How to lock an object during a distributed transaction - microservices

I have been reading about microservices and distributed transactions. Most articles talk about 2 Phase commit or Saga pattern, but does not go into detail on how an object is locked, so that other can't access that data when the transaction has not completed.
if I have a customer service and an order service and I initiate a request to lock customers funds till the order has been processed. In a distributed system, how is this achieved.
In DB's is it possible to explicitly lock a row and then another request goes and unlocks the row or is this achieved using a locked field on the customers table that the first transaction sets it to locked and once the order is complete, it goes back and sets it to unlocked or empties that row?
If there are some examples with code samples that will be great

Most articles talk about 2 Phase commit or Saga pattern, but does not
go into detail on how an object is locked, so that other can't access
that data when the transaction has not completed.
The 2PC is defined as blocking. That means that if transaction manager, which manages the 2PC transaction, is down the 2PC can't be resolved. The transaction manager is then a single point of failure.
If you are ensured that a failed transaction manager is restarted then even the 2PC protocol is said to be blocking you are the assurance that transaction manager will be available and the resolution won't be blocked.
Then 2PC uses locks. They are required as a fundamental element of the protocol. Transaction manager communicates with participants - resources. The participant is the database. When the 2PC starts running then the call of prepare means that the database makes a persistent locks on all rows that participated in the transaction. This lock is released when transaction manager calls commit.
It's important to understand that the transaction before the 2PC is in-flight (not persistent). It's stored in-memory. After the prepare is called the transaction state is stored persistently, until commit is called (and at that time the protocol may be blocked by unavailable transaction manager - the lock is persistent and the system waits for the transaction manager to do release it).
That's about locking from the 2PC perspective. But there are transaction locks from database perspective.
When you update a row in database then the transaction is in-flight (stored in memory). At that time the database needs to ensure that concurrent updates won't corrupt your data. One way is to lock the row and do not permit the concurrent updates.
But, the most databases do not lock the row - by default, in dependence to isolation level - in these cases as they use snapshot isolation (MVCC, https://en.wikipedia.org/wiki/Snapshot_isolation). That particularly means that the row is locked optimistically and the database permits other transactions to update the row.
But! the 2PC prepare can't be processed optimistically. When the database replies 'OK' to prepare request from the transaction manager the row is just locked.
Plus, you can't manage this locking by hand. If you try to do so you ruin the 2PC guarantee of consistency.
As in your example there is a customer service and an order service. When the 2PC transaction spans over the both services. Then customer updates database and order service updates the database as well. There is still running in-flight transactions in the database. Then request finishes and transaction manager commands the in-flight transaction to commit. It runs the 2PC. It invokes prepare on the customer service db transaction, then on the order service transaction and then it calls to commit.
If you use the saga pattern then saga is span over the both services. From the transaction perspective the customer service creates a database in-flight transaction and it commits it immediately. Then the call goes to the order service where the same happens too. When the request finishes the saga checks that everything run fine. When a failure happened a compensate callback is called.
The failure is "the trouble" from the perspective of ease of use. For saga you need to maintain the failure resolution on your own in the callback method. For 2PC the failure resolution is processed automatically by rollback call.
A note: I tried to summarized the 2PC here: https://developer.jboss.org/wiki/TwoPhaseCommit2PC
I'm not truly sure if the explanation is comprehensible enough but you can try to check. And you may let me know what's wrongly explained there. Thanks.
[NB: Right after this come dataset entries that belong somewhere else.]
//! Runs one generation on a blocking worker and drains its streamed
//! fragments on the request task.

use std::{sync::Arc, time::Instant};

use tokio::{sync::mpsc, task, time};
use tracing::{debug, warn};

use crate::{
    error::ServiceError,
    model::{
        GenerationOutcome, GenerationParams, InferenceRequest, StreamEvent, StreamSink,
        VisionLanguageModel,
    },
};

/// Worker side of the fragment channel.
struct ChannelSink {
    tx: mpsc::Sender<StreamEvent>,
}

impl StreamSink for ChannelSink {
    fn started(&mut self) -> bool {
        self.tx.blocking_send(StreamEvent::Started).is_ok()
    }

    fn fragment(&mut self, text: String) -> bool {
        self.tx.blocking_send(StreamEvent::Fragment(text)).is_ok()
    }
}

/// Waits until the worker signals completion, fails, or stays silent for
/// longer than `params.token_timeout` once it has started. Time spent waiting
/// for the model to become free does not count against the timeout. The
/// worker is always awaited before returning.
pub async fn generate(
    model: Arc<dyn VisionLanguageModel>,
    request: InferenceRequest,
    params: &GenerationParams,
) -> Result<GenerationOutcome, ServiceError> {
    let start = Instant::now();
    let (tx, mut rx) = mpsc::channel::<StreamEvent>(params.stream_capacity);
    let worker_params = params.clone();

    let worker = task::spawn_blocking(move || {
        let mut sink = ChannelSink { tx };
        let event = match model.generate_stream(&request, &worker_params, &mut sink) {
            Ok(()) => StreamEvent::Finished,
            Err(err) => StreamEvent::Failed(err),
        };
        // the receiver is gone after a timeout
        let _ = sink.tx.blocking_send(event);
    });

    let mut text = String::new();
    let mut fragments = 0usize;
    let mut started = false;
    let mut timed_out = false;
    let mut failure = None;

    loop {
        let next = if started {
            match time::timeout(params.token_timeout, rx.recv()).await {
                Ok(next) => next,
                Err(_) => {
                    warn!(
                        timeout_secs = params.token_timeout.as_secs_f64(),
                        fragments, "generation stream stalled, returning partial output"
                    );
                    timed_out = true;
                    break;
                }
            }
        } else {
            rx.recv().await
        };

        match next {
            Some(StreamEvent::Started) => started = true,
            Some(StreamEvent::Fragment(fragment)) => {
                started = true;
                fragments += 1;
                text.push_str(&fragment);
            }
            Some(StreamEvent::Finished) => break,
            Some(StreamEvent::Failed(err)) => {
                failure = Some(err);
                break;
            }
            None => break,
        }
    }

    // Closing the receiver makes the worker's next send fail, which stops it.
    drop(rx);
    let joined = worker.await;

    if let Some(err) = failure {
        return Err(err);
    }
    if let Err(err) = joined {
        if err.is_panic() {
            return Err(ServiceError::WorkerPanicked);
        }
        return Err(ServiceError::Inference(format!("generation worker failed: {err}")));
    }

    let elapsed = start.elapsed();
    debug!(fragments, elapsed_ms = elapsed.as_millis() as u64, "generation finished");

    Ok(GenerationOutcome {
        text,
        fragments,
        timed_out,
        elapsed,
    })
}
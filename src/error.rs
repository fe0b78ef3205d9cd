use std::path::PathBuf;

use axum::http::StatusCode;
use axum::response::{IntoResponse, Response};
use thiserror::Error;

#[derive(Debug, Error)]
pub enum ServiceError {
    #[error("model not found at {}", .0.display())]
    ModelNotFound(PathBuf),
    #[error("No file or image provided")]
    MissingInput,
    #[error("invalid image upload: {0}")]
    Decode(String),
    #[error("upload too large: {0}")]
    PayloadTooLarge(String),
    #[error("tokenizer error: {0}")]
    Tokenizer(String),
    #[error("model execution failed: {0}")]
    Inference(String),
    #[error("generation worker panicked")]
    WorkerPanicked,
    #[error("io error: {0}")]
    Io(#[from] std::io::Error),
    #[error("other: {0}")]
    Other(String),
}

impl ServiceError {
    pub fn status(&self) -> StatusCode {
        match self {
            ServiceError::MissingInput => StatusCode::BAD_REQUEST,
            ServiceError::PayloadTooLarge(_) => StatusCode::PAYLOAD_TOO_LARGE,
            ServiceError::Decode(_)
            | ServiceError::ModelNotFound(_)
            | ServiceError::Tokenizer(_)
            | ServiceError::Inference(_)
            | ServiceError::WorkerPanicked => StatusCode::INTERNAL_SERVER_ERROR,
            ServiceError::Io(_) => StatusCode::INTERNAL_SERVER_ERROR,
            ServiceError::Other(_) => StatusCode::INTERNAL_SERVER_ERROR,
        }
    }
}

impl IntoResponse for ServiceError {
    fn into_response(self) -> Response {
        let status = self.status();
        let body = serde_json::json!({
            "error": self.to_string(),
        });

        (status, axum::Json(body)).into_response()
    }
}

#[cfg(test)]
mod tests {
    use super::*;

    #[test]
    fn missing_input_renders_the_client_message() {
        assert_eq!(ServiceError::MissingInput.to_string(), "No file or image provided");
        assert_eq!(ServiceError::MissingInput.status(), StatusCode::BAD_REQUEST);
    }

    #[test]
    fn model_errors_are_server_errors() {
        let err = ServiceError::ModelNotFound(PathBuf::from("/models/missing"));
        assert_eq!(err.status(), StatusCode::INTERNAL_SERVER_ERROR);
        assert!(err.to_string().contains("/models/missing"));
        assert_eq!(
            ServiceError::WorkerPanicked.status(),
            StatusCode::INTERNAL_SERVER_ERROR
        );
    }

    #[test]
    fn undecodable_uploads_are_server_errors() {
        let err = ServiceError::Decode("invalid base64".into());
        assert_eq!(err.status(), StatusCode::INTERNAL_SERVER_ERROR);
        assert_eq!(
            ServiceError::PayloadTooLarge("length limit exceeded".into()).status(),
            StatusCode::PAYLOAD_TOO_LARGE
        );
    }
}
mod bridge;
mod prompt;
mod registry;
mod stream;
mod types;

#[cfg(feature = "tch-backend")]
mod loader;

pub use bridge::generate;
pub use prompt::{END_OF_TURN, OCR_INSTRUCTION, render_chat_prompt};
pub use registry::ModelRegistry;
pub use stream::{Detokenize, TokenTextStream};
pub use types::{
    GenerationOutcome, GenerationParams, InferenceRequest, ModelLoader, ModelMetadata,
    StreamEvent, StreamSink, VisionLanguageModel,
};

#[cfg(feature = "tch-backend")]
pub use loader::TorchModelLoader;
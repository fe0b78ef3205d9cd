use std::{sync::Arc, time::Instant};

use once_cell::sync::OnceCell;
use parking_lot::Mutex;
use tokio::task;
use tracing::info;

use crate::{
    error::ServiceError,
    model::{
        GenerationOutcome, GenerationParams, InferenceRequest, ModelLoader, ModelMetadata,
        VisionLanguageModel, bridge,
    },
};

/// Lazily loaded, process-wide model handle.
///
/// The first caller of [`ModelRegistry::ensure_loaded`] performs the load while
/// later concurrent callers wait on the same lock and then observe the same
/// handle. Once loaded, lookups never touch the lock again.
pub struct ModelRegistry {
    loader: Box<dyn ModelLoader>,
    handle: OnceCell<Arc<dyn VisionLanguageModel>>,
    load_lock: Mutex<()>,
}

impl ModelRegistry {
    pub fn new(loader: Box<dyn ModelLoader>) -> Self {
        Self {
            loader,
            handle: OnceCell::new(),
            load_lock: Mutex::new(()),
        }
    }

    pub fn is_loaded(&self) -> bool {
        self.handle.get().is_some()
    }

    pub fn metadata(&self) -> Option<ModelMetadata> {
        self.handle.get().map(|model| model.metadata())
    }

    pub fn ensure_loaded(&self) -> Result<Arc<dyn VisionLanguageModel>, ServiceError> {
        if let Some(model) = self.handle.get() {
            return Ok(model.clone());
        }

        let _guard = self.load_lock.lock();
        if let Some(model) = self.handle.get() {
            return Ok(model.clone());
        }

        info!("loading OCR model");
        let start = Instant::now();
        let model = self.loader.load()?;
        let metadata = model.metadata();
        info!(
            name = %metadata.name,
            device = %metadata.device,
            elapsed_ms = start.elapsed().as_millis() as u64,
            "model loaded"
        );

        // still under the lock, so nobody else can have set it
        let _ = self.handle.set(model.clone());
        Ok(model)
    }

    /// Loads the model if needed, off the async runtime, and runs one
    /// streamed generation.
    pub async fn generate(
        self: &Arc<Self>,
        request: InferenceRequest,
        params: &GenerationParams,
    ) -> Result<GenerationOutcome, ServiceError> {
        let registry = self.clone();
        let model = task::spawn_blocking(move || registry.ensure_loaded())
            .await
            .map_err(|err| ServiceError::Inference(format!("model load task failed: {err}")))??;

        bridge::generate(model, request, params).await
    }
}
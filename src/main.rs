use std::sync::Arc;

use tokio::net::TcpListener;
use tracing_subscriber::{layer::SubscriberExt, util::SubscriberInitExt};

use cheque_ocr_service::{AppConfig, ModelRegistry, build_router, model::TorchModelLoader};

#[tokio::main]
async fn main() -> anyhow::Result<()> {
    init_tracing();

    let config = Arc::new(AppConfig::from_env()?);
    let registry = Arc::new(ModelRegistry::new(Box::new(TorchModelLoader::from_config(
        config.as_ref(),
    ))));

    if config.eager_load {
        tracing::info!(path = %config.model_path.display(), "loading model before serving");
        let registry = registry.clone();
        tokio::task::spawn_blocking(move || registry.ensure_loaded()).await??;
    }

    let router = build_router(config.clone(), registry);

    let listener = TcpListener::bind(config.listen_addr).await?;
    let addr = listener.local_addr()?;
    tracing::info!(%addr, "OCR service ready");

    axum::serve(listener, router).await?;

    Ok(())
}

fn init_tracing() {
    if tracing::dispatcher::has_been_set() {
        return;
    }
    let env_filter = tracing_subscriber::EnvFilter::try_from_default_env()
        .unwrap_or_else(|_| "info,hyper=warn,axum::rejection=trace".into());
    let fmt_layer = tracing_subscriber::fmt::layer()
        .with_target(false)
        .compact();

    tracing_subscriber::registry()
        .with(env_filter)
        .with(fmt_layer)
        .init();
}
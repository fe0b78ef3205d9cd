use tokenizers::Tokenizer;

use crate::error::ServiceError;

/// Anything that can turn token ids back into text.
pub trait Detokenize {
    fn detokenize(&self, ids: &[u32]) -> Result<String, ServiceError>;
}

impl Detokenize for Tokenizer {
    fn detokenize(&self, ids: &[u32]) -> Result<String, ServiceError> {
        // special tokens stay in the text so the end-of-turn marker reaches the parser
        self.decode(ids, false)
            .map_err(|e| ServiceError::Tokenizer(e.to_string()))
    }
}

/// Turns a growing sequence of generated ids into text fragments.
///
/// Byte-level tokenizers can split a multi-byte character across tokens, in
/// which case the partial decode ends in U+FFFD. Such tails are held back until
/// the next token completes them.
#[derive(Debug, Default)]
pub struct TokenTextStream {
    ids: Vec<u32>,
    emitted: usize,
}

impl TokenTextStream {
    pub fn new() -> Self {
        Self::default()
    }

    pub fn push<D: Detokenize + ?Sized>(
        &mut self,
        decoder: &D,
        id: u32,
    ) -> Result<Option<String>, ServiceError> {
        self.ids.push(id);
        let text = decoder.detokenize(&self.ids)?;
        if text.ends_with('\u{FFFD}') {
            return Ok(None);
        }
        Ok(self.take_new(text))
    }

    /// Emits whatever is still pending once generation stops.
    pub fn flush<D: Detokenize + ?Sized>(
        &mut self,
        decoder: &D,
    ) -> Result<Option<String>, ServiceError> {
        if self.ids.is_empty() {
            return Ok(None);
        }
        let text = decoder.detokenize(&self.ids)?;
        Ok(self.take_new(text))
    }

    fn take_new(&mut self, text: String) -> Option<String> {
        if text.len() <= self.emitted || !text.is_char_boundary(self.emitted) {
            return None;
        }
        let fragment = text[self.emitted..].to_string();
        self.emitted = text.len();
        Some(fragment)
    }
}

#[cfg(test)]
mod tests {
    use super::*;

    /// Decodes ids as raw bytes, lossily, like a byte-level BPE would.
    struct ByteDecoder;

    impl Detokenize for ByteDecoder {
        fn detokenize(&self, ids: &[u32]) -> Result<String, ServiceError> {
            let bytes: Vec<u8> = ids.iter().map(|&id| id as u8).collect();
            Ok(String::from_utf8_lossy(&bytes).into_owned())
        }
    }

    #[test]
    fn ascii_tokens_are_emitted_one_by_one() {
        let mut stream = TokenTextStream::new();
        let mut out = Vec::new();
        for byte in b"{\"a\"" {
            if let Some(fragment) = stream.push(&ByteDecoder, *byte as u32).unwrap() {
                out.push(fragment);
            }
        }
        assert_eq!(out, vec!["{", "\"", "a", "\""]);
        assert_eq!(stream.flush(&ByteDecoder).unwrap(), None);
    }

    #[test]
    fn split_multibyte_characters_are_held_back() {
        let mut stream = TokenTextStream::new();
        // "đ" is 0xC4 0x91
        assert_eq!(stream.push(&ByteDecoder, 0xC4).unwrap(), None);
        assert_eq!(
            stream.push(&ByteDecoder, 0x91).unwrap().as_deref(),
            Some("đ")
        );
    }

    #[test]
    fn flush_releases_a_dangling_tail() {
        let mut stream = TokenTextStream::new();
        stream.push(&ByteDecoder, b'x' as u32).unwrap();
        assert_eq!(stream.push(&ByteDecoder, 0xC4).unwrap(), None);
        assert_eq!(
            stream.flush(&ByteDecoder).unwrap().as_deref(),
            Some("\u{FFFD}")
        );
    }
}
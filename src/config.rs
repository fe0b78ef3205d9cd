use std::{
    env,
    net::{IpAddr, Ipv4Addr, SocketAddr},
    path::PathBuf,
    str::FromStr,
    time::Duration,
};

#[cfg(feature = "tch-backend")]
use tch::Device;

use crate::model::GenerationParams;

const DEFAULT_PORT: u16 = 5000;

#[derive(Debug, Clone)]
pub struct AppConfig {
    pub listen_addr: SocketAddr,
    pub model_path: PathBuf,
    pub model_file: String,
    pub tokenizer_file: String,
    pub max_seq_length: usize,
    pub max_new_tokens: usize,
    pub temperature: f64,
    pub min_p: f64,
    pub token_timeout: Duration,
    pub stream_capacity: usize,
    pub image_size: u32,
    pub eager_load: bool,
    pub max_upload_bytes: usize,
    #[cfg(feature = "tch-backend")]
    pub device: Device,
}

impl AppConfig {
    pub fn from_env() -> anyhow::Result<Self> {
        Ok(Self::from_lookup(|key| env::var(key).ok()))
    }

    /// Builds the config from an arbitrary key lookup; unparsable values fall
    /// back to their defaults.
    pub fn from_lookup<F>(lookup: F) -> Self
    where
        F: Fn(&str) -> Option<String>,
    {
        let host: IpAddr = parse_var(&lookup, "HOST").unwrap_or(IpAddr::V4(Ipv4Addr::UNSPECIFIED));
        let port: u16 = parse_var(&lookup, "PORT").unwrap_or(DEFAULT_PORT);
        let listen_addr = SocketAddr::new(host, port);

        let model_path =
            PathBuf::from(lookup("MODEL_PATH").unwrap_or_else(|| "models/Qwen2-VL-2B".to_string()));
        let model_file = lookup("MODEL_FILE").unwrap_or_else(|| "model.pt".to_string());
        let tokenizer_file =
            lookup("TOKENIZER_FILE").unwrap_or_else(|| "tokenizer.json".to_string());

        let max_seq_length: usize = parse_var(&lookup, "MAX_SEQ_LENGTH").unwrap_or(1024);
        let max_new_tokens: usize = parse_var(&lookup, "MAX_NEW_TOKENS").unwrap_or(256);
        let temperature: f64 = parse_var(&lookup, "TEMPERATURE").unwrap_or(1.5);
        let min_p: f64 = parse_var(&lookup, "MIN_P").unwrap_or(0.1);
        let token_timeout = parse_var::<u64, _>(&lookup, "TOKEN_TIMEOUT_SECS")
            .map(Duration::from_secs)
            .unwrap_or_else(|| Duration::from_secs(30));
        let stream_capacity = parse_var::<usize, _>(&lookup, "STREAM_CAPACITY").unwrap_or(64).max(1);
        let image_size: u32 = parse_var(&lookup, "IMAGE_SIZE").unwrap_or(448);
        let eager_load = lookup("EAGER_LOAD")
            .map(|v| parse_flag(&v))
            .unwrap_or(true);
        let max_upload_bytes: usize = parse_var(&lookup, "MAX_UPLOAD_BYTES").unwrap_or(20 * 1024 * 1024);

        #[cfg(feature = "tch-backend")]
        let device = {
            let raw = lookup("DEVICE").unwrap_or_else(|| "auto".into());
            parse_device(&raw)
        };

        Self {
            listen_addr,
            model_path,
            model_file,
            tokenizer_file,
            max_seq_length,
            max_new_tokens,
            temperature,
            min_p,
            token_timeout,
            stream_capacity,
            image_size,
            eager_load,
            max_upload_bytes,
            #[cfg(feature = "tch-backend")]
            device,
        }
    }

    pub fn generation_params(&self) -> GenerationParams {
        GenerationParams {
            max_new_tokens: self.max_new_tokens,
            temperature: self.temperature,
            min_p: self.min_p,
            token_timeout: self.token_timeout,
            stream_capacity: self.stream_capacity,
        }
    }
}

fn parse_var<T, F>(lookup: &F, key: &str) -> Option<T>
where
    T: FromStr,
    F: Fn(&str) -> Option<String>,
{
    lookup(key).and_then(|v| v.trim().parse().ok())
}

fn parse_flag(raw: &str) -> bool {
    !matches!(
        raw.trim().to_lowercase().as_str(),
        "0" | "false" | "no" | "off"
    )
}

#[cfg(feature = "tch-backend")]
fn parse_device(raw: &str) -> Device {
    let lower = raw.to_lowercase();
    if lower == "cpu" {
        Device::Cpu
    } else if lower.starts_with("cuda") {
        let idx = lower
            .split(':')
            .nth(1)
            .and_then(|s| s.parse::<usize>().ok())
            .unwrap_or(0);
        if tch::Cuda::is_available() {
            Device::Cuda(idx)
        } else {
            Device::Cpu
        }
    } else {
        Device::cuda_if_available()
    }
}

#[cfg(test)]
mod tests {
    use std::collections::HashMap;

    use super::*;

    fn config_from(pairs: &[(&str, &str)]) -> AppConfig {
        let vars: HashMap<String, String> = pairs
            .iter()
            .map(|(k, v)| (k.to_string(), v.to_string()))
            .collect();
        AppConfig::from_lookup(|key| vars.get(key).cloned())
    }

    #[test]
    fn defaults_match_the_deployed_service() {
        let config = config_from(&[]);
        assert_eq!(config.listen_addr.port(), 5000);
        assert_eq!(config.max_seq_length, 1024);
        assert_eq!(config.max_new_tokens, 256);
        assert_eq!(config.temperature, 1.5);
        assert_eq!(config.min_p, 0.1);
        assert_eq!(config.token_timeout, Duration::from_secs(30));
        assert!(config.eager_load);
    }

    #[test]
    fn port_is_read_from_the_environment() {
        let config = config_from(&[("PORT", "8081")]);
        assert_eq!(config.listen_addr.port(), 8081);

        let fallback = config_from(&[("PORT", "not-a-port")]);
        assert_eq!(fallback.listen_addr.port(), 5000);
    }

    #[test]
    fn eager_load_can_be_disabled() {
        assert!(!config_from(&[("EAGER_LOAD", "false")]).eager_load);
        assert!(!config_from(&[("EAGER_LOAD", "0")]).eager_load);
        assert!(config_from(&[("EAGER_LOAD", "yes")]).eager_load);
    }

    #[test]
    fn generation_params_follow_config() {
        let config = config_from(&[("MAX_NEW_TOKENS", "32"), ("STREAM_CAPACITY", "0")]);
        let params = config.generation_params();
        assert_eq!(params.max_new_tokens, 32);
        assert_eq!(params.stream_capacity, 1);
    }
}
//! Upload decoding and pixel preprocessing.

use base64::{Engine, engine::general_purpose::STANDARD};
use image::{RgbImage, imageops, imageops::FilterType};

use crate::error::ServiceError;

const CLIP_MEAN: [f32; 3] = [0.481_454_66, 0.457_827_5, 0.408_210_73];
const CLIP_STD: [f32; 3] = [0.268_629_54, 0.261_302_6, 0.275_777_1];

/// Decodes an uploaded file (any format the `image` crate recognises) into RGB.
pub fn decode_image(bytes: &[u8]) -> Result<RgbImage, ServiceError> {
    if bytes.is_empty() {
        return Err(ServiceError::Decode("empty image payload".into()));
    }
    let image = image::load_from_memory(bytes).map_err(|e| ServiceError::Decode(e.to_string()))?;
    Ok(image.to_rgb8())
}

/// Decodes a base64 string, tolerating a `data:image/...;base64,` prefix.
pub fn decode_base64_image(encoded: &str) -> Result<RgbImage, ServiceError> {
    let payload = match encoded.split_once(";base64,") {
        Some((prefix, rest)) if prefix.starts_with("data:") => rest,
        _ => encoded,
    };
    let bytes = STANDARD
        .decode(payload.trim())
        .map_err(|e| ServiceError::Decode(format!("invalid base64: {e}")))?;
    decode_image(&bytes)
}

/// Resizes to `side`×`side` and returns CLIP-normalised planar RGB (CHW).
pub fn to_normalized_chw(image: &RgbImage, side: u32) -> Vec<f32> {
    let resized = imageops::resize(image, side, side, FilterType::CatmullRom);
    let plane = (side as usize) * (side as usize);
    let mut data = vec![0f32; 3 * plane];
    for (idx, pixel) in resized.pixels().enumerate() {
        for channel in 0..3 {
            let value = pixel[channel] as f32 / 255.0;
            data[channel * plane + idx] = (value - CLIP_MEAN[channel]) / CLIP_STD[channel];
        }
    }
    data
}

#[cfg(test)]
mod tests {
    use std::io::Cursor;

    use image::{ImageFormat, Rgb};

    use super::*;

    fn jpeg_bytes(width: u32, height: u32) -> Vec<u8> {
        let image = RgbImage::from_pixel(width, height, Rgb([200, 30, 30]));
        let mut out = Cursor::new(Vec::new());
        image.write_to(&mut out, ImageFormat::Jpeg).unwrap();
        out.into_inner()
    }

    #[test]
    fn decodes_jpeg_bytes() {
        let image = decode_image(&jpeg_bytes(16, 8)).unwrap();
        assert_eq!(image.dimensions(), (16, 8));
    }

    #[test]
    fn decodes_base64_with_and_without_data_uri() {
        let encoded = STANDARD.encode(jpeg_bytes(4, 4));
        assert!(decode_base64_image(&encoded).is_ok());
        let uri = format!("data:image/jpeg;base64,{encoded}");
        assert_eq!(decode_base64_image(&uri).unwrap().dimensions(), (4, 4));
    }

    #[test]
    fn garbage_is_a_decode_error() {
        assert!(matches!(
            decode_image(b"definitely not an image"),
            Err(ServiceError::Decode(_))
        ));
        assert!(matches!(
            decode_base64_image("%%%not base64%%%"),
            Err(ServiceError::Decode(_))
        ));
        assert!(matches!(decode_image(&[]), Err(ServiceError::Decode(_))));
    }

    #[test]
    fn normalisation_is_planar_and_sized() {
        let image = RgbImage::from_pixel(10, 20, Rgb([255, 0, 0]));
        let data = to_normalized_chw(&image, 8);
        assert_eq!(data.len(), 3 * 8 * 8);
        let red = (1.0 - CLIP_MEAN[0]) / CLIP_STD[0];
        let green = (0.0 - CLIP_MEAN[1]) / CLIP_STD[1];
        assert!((data[0] - red).abs() < 1e-4);
        assert!((data[64] - green).abs() < 1e-4);
    }
}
In the micro-services world the transaction boundaries are within a service. The services rely on eventual consistency. So in your example the Order service will send a request(Synchronous or Asynchronous depending on application semantics and scale requirements) like Deduct x amount from customer y for order z.
The customer service would do the action on customer record in a transaction and return response to the customer like Order z successfully processed or Order z processing failed.
The order service can then trigger the confirmation/failure process of the order depending on response received.
The application typically choose between availability and ACID strong consistency. Most microservice based scenarios demand availability and high scalability as opposed to strong consistency, which means the communication between services is asynchronous and consistent state is eventually achieved.

Related

system design - How to update cache only after persisted to database?

After watching this awesome talk by Martin Klepmann about how Kafka can be used to stream events so that we can get rid of 2-phase-commits, I have a couple of questions related to updating a cache only when the database is updated properly.
Problem Statement
Lets say you have a Redis cache which stores the user's profile pic and a Postgres database which is used for all the User related operations(creating, updation, deletion, etc)
I want to update my Redis cache only and only when a new user has been successfully added to my database.
How can I do that using Kafka ?
If I am to take the example given in the video then the workflow would follow something like this:
User registers
Request is handled by User Registration Micro service
User Registration Microservice inserts a new entry into the User's table.
Then generates an User Creation Event in the user_created topic.
Cache population microservice consumes the newly created User Creation Event
Cache population microservice updates the redis cache.
The problem starts what would happen if the User Registration Microservice crashed just after writing to the database, but failed to send the event to Kafka ?
What would be the correct way of handling this ?
Does the User Registration Microservice maintain the last event it published ? How can it reliably do that ? Does it write to a DB ? Then the problem starts all over again, what if it published the event to Kafka but failed before it could update its last known offset.
There are three broad approaches one can take for this:
There's the transactional outbox pattern, wherein, in the same transaction as inserting the new entry into the user table, a corresponding user creation event is inserted into an outbox table. Some process then eventually queries that outbox table, publishes the events in that table to Kafka, and deletes the events in the table. Since the inserts are in the same transaction, they either both occur or neither occurs; barring a bug in the process which publishes the outbox to Kafka, this guarantees that every user insert eventually has an associated event published (at least once) to Kafka.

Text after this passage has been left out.